After locating "impl From<Basemap> for" in the listing below, copy that line and each one after it exactly, ending with the line that has "to draw it.".

□ □ □ □

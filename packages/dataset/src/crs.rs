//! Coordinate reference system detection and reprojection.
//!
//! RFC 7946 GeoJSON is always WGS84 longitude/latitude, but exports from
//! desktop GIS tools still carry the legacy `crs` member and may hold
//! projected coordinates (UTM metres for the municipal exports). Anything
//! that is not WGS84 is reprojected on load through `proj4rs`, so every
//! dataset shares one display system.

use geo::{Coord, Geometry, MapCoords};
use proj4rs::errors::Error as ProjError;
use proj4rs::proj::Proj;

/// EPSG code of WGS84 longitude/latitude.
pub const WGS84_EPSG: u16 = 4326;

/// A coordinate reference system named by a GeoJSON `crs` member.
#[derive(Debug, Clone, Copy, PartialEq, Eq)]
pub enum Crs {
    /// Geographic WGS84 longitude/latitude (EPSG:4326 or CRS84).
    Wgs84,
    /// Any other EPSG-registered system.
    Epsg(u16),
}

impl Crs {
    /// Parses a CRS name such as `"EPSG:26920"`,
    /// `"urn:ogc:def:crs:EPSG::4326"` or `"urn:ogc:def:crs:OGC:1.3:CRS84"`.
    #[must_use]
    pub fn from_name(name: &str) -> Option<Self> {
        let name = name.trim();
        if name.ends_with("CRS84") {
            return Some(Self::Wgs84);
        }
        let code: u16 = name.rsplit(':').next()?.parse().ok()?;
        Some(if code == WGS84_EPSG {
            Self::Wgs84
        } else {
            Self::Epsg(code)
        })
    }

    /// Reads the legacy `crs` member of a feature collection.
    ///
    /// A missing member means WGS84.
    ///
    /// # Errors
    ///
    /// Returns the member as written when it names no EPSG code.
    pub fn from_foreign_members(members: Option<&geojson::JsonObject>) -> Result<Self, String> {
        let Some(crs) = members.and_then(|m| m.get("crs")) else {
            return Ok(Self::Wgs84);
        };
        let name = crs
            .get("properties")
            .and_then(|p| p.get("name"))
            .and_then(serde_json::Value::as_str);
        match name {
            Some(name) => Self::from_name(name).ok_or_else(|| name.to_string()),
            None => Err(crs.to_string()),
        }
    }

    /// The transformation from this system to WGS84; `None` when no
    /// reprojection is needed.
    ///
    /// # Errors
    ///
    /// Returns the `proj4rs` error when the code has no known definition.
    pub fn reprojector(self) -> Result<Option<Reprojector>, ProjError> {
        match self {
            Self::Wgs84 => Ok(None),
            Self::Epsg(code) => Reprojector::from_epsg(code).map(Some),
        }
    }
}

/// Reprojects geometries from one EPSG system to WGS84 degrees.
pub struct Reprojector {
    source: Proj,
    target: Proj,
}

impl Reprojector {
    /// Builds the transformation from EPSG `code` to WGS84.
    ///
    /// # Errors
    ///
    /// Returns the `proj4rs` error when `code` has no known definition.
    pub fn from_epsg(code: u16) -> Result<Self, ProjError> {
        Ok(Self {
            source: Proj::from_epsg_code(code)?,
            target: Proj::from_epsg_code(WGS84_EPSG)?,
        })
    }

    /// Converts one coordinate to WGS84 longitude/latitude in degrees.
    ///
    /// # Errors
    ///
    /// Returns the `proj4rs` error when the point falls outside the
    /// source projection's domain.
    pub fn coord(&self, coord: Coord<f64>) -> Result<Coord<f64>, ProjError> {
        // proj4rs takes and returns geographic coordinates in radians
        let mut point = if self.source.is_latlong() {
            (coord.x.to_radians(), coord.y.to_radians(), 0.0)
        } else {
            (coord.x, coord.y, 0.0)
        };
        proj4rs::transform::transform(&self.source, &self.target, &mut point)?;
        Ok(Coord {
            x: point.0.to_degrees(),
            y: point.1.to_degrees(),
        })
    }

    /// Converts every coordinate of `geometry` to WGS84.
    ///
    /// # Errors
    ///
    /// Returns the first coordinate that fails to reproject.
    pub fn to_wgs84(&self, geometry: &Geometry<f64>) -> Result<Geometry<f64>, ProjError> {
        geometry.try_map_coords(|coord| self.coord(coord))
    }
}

□ □ □ □

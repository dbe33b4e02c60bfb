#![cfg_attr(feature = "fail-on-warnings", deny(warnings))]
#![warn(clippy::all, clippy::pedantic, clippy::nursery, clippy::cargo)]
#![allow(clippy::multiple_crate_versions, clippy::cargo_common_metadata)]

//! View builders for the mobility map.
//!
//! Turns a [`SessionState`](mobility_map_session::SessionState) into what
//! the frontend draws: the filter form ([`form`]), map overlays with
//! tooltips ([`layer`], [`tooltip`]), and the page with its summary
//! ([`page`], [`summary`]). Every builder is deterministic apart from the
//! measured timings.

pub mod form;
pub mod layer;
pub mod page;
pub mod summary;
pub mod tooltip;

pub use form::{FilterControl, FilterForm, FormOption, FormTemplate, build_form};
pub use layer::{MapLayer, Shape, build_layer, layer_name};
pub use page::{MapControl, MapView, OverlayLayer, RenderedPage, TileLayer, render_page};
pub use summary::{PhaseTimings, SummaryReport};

□ □ □ □

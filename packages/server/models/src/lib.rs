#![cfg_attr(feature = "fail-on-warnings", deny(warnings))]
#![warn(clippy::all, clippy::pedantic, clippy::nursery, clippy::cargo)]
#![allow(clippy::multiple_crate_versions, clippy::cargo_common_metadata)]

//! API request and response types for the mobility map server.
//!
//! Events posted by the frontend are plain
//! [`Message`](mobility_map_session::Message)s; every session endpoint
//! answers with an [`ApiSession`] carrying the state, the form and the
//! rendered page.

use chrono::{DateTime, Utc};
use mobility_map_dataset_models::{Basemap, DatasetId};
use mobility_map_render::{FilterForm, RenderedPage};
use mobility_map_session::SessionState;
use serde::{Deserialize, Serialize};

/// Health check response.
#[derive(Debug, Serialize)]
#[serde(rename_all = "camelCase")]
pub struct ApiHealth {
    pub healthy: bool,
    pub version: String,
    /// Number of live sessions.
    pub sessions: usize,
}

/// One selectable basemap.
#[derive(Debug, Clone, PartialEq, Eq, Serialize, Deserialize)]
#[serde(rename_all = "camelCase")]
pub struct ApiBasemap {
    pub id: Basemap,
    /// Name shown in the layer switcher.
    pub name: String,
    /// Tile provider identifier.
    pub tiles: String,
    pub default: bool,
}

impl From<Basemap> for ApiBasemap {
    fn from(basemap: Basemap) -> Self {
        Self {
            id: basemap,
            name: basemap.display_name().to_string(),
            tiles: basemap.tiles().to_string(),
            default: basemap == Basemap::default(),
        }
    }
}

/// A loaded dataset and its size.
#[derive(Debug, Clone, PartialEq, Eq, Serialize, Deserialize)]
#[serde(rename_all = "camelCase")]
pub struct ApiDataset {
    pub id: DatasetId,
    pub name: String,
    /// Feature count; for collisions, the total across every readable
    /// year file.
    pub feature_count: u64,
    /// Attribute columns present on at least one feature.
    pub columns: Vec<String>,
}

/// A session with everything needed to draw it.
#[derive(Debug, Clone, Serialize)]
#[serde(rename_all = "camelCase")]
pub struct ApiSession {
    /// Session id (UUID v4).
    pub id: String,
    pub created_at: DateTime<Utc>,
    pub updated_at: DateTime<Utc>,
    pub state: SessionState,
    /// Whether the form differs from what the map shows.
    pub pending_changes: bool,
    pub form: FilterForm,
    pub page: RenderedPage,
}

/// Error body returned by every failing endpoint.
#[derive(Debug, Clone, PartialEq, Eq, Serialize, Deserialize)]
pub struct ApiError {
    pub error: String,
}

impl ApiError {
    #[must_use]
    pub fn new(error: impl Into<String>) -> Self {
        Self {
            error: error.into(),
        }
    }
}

□ □ □ □

> _Completed exercise_
impl From<Basemap> for ApiBasemap {
    fn from(basemap: Basemap) -> Self {
        Self {
            id: basemap,
            name: basemap.display_name().to_string(),
            tiles: basemap.tiles().to_string(),
            default: basemap == Basemap::default(),
        }
    }
}

/// A loaded dataset and its size.
#[derive(Debug, Clone, PartialEq, Eq, Serialize, Deserialize)]
#[serde(rename_all = "camelCase")]
pub struct ApiDataset {
    pub id: DatasetId,
    pub name: String,
    /// Feature count; for collisions, the total across every readable
    /// year file.
    pub feature_count: u64,
    /// Attribute columns present on at least one feature.
    pub columns: Vec<String>,
}

/// A session with everything needed to draw it.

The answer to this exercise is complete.